** Information given **
#####
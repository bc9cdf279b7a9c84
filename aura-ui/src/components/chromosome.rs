//! Chromosome icons

use leptos::*;

use aura::visual::{chromosome_label, ChromosomeCell, ChromosomeStyle};

/// One chromosome: two chromatids pinched at the centromere
#[component]
pub fn Chromosome(
    number: u8,
    #[prop(default = false)]
    active: bool,
    #[prop(default = 40)]
    width: u32,
) -> impl IntoView {
    let style = ChromosomeStyle::for_state(active);
    let gradient_id = format!("chr-gradient-{}", number);
    let fill = format!("url(#{})", gradient_id);
    let height = width * 2;

    view! {
        <div class="flex flex-col items-center" style=format!("opacity: {}", style.opacity)>
            <svg width=width height=height viewBox="0 0 40 80">
                <defs>
                    <linearGradient id=gradient_id x1="0" y1="0" x2="0" y2="1">
                        <stop offset="0%" stop-color=style.edge />
                        <stop offset="50%" stop-color=style.middle />
                        <stop offset="100%" stop-color=style.edge />
                    </linearGradient>
                </defs>
                <rect x="6" y="2" width="12" height="34" rx="6" fill=fill.clone() />
                <rect x="22" y="2" width="12" height="34" rx="6" fill=fill.clone() />
                <rect x="6" y="44" width="12" height="34" rx="6" fill=fill.clone() />
                <rect x="22" y="44" width="12" height="34" rx="6" fill=fill />
                <ellipse cx="20" cy="40" rx="9" ry="5" fill=style.centromere />
            </svg>
            <span class="text-[10px] mt-1 tracking-wider" style=format!("color: {}", style.label)>
                {chromosome_label(number)}
            </span>
        </div>
    }
}

#[component]
pub fn ChromosomeGrid(
    cells: Vec<ChromosomeCell>,
    #[prop(default = 28)]
    width: u32,
) -> impl IntoView {
    view! {
        <div class="grid grid-cols-6 md:grid-cols-12 gap-3">
            {cells
                .into_iter()
                .map(|cell| view! { <Chromosome number=cell.number active=cell.active width=width /> })
                .collect_view()}
        </div>
    }
}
#####
** Work request **
Reproduce all the records. Keep them exact, please.

** Response below **
repository bc9cdf279b7a9c84
filename aura-ui/src/components/chromosome.rs
//! Chromosome icons

use leptos::*;

use aura::visual::{chromosome_label, ChromosomeCell, ChromosomeStyle};

/// One chromosome: two chromatids pinched at the centromere
#[component]
pub fn Chromosome(
    number: u8,
    #[prop(default = false)]
    active: bool,
    #[prop(default = 40)]
    width: u32,
) -> impl IntoView {
    let style = ChromosomeStyle::for_state(active);
    let gradient_id = format!("chr-gradient-{}", number);
    let fill = format!("url(#{})", gradient_id);
    let height = width * 2;

    view! {
        <div class="flex flex-col items-center" style=format!("opacity: {}", style.opacity)>
            <svg width=width height=height viewBox="0 0 40 80">
                <defs>
                    <linearGradient id=gradient_id x1="0" y1="0" x2="0" y2="1">
                        <stop offset="0%" stop-color=style.edge />
                        <stop offset="50%" stop-color=style.middle />
                        <stop offset="100%" stop-color=style.edge />
                    </linearGradient>
                </defs>
                <rect x="6" y="2" width="12" height="34" rx="6" fill=fill.clone() />
                <rect x="22" y="2" width="12" height="34" rx="6" fill=fill.clone() />
                <rect x="6" y="44" width="12" height="34" rx="6" fill=fill.clone() />
                <rect x="22" y="44" width="12" height="34" rx="6" fill=fill />
                <ellipse cx="20" cy="40" rx="9" ry="5" fill=style.centromere />
            </svg>
            <span class="text-[10px] mt-1 tracking-wider" style=format!("color: {}", style.label)>
                {chromosome_label(number)}
            </span>
        </div>
    }
}

#[component]
pub fn ChromosomeGrid(
    cells: Vec<ChromosomeCell>,
    #[prop(default = 28)]
    width: u32,
) -> impl IntoView {
    view! {
        <div class="grid grid-cols-6 md:grid-cols-12 gap-3">
            {cells
                .into_iter()
                .map(|cell| view! { <Chromosome number=cell.number active=cell.active width=width /> })
                .collect_view()}
        </div>
    }
}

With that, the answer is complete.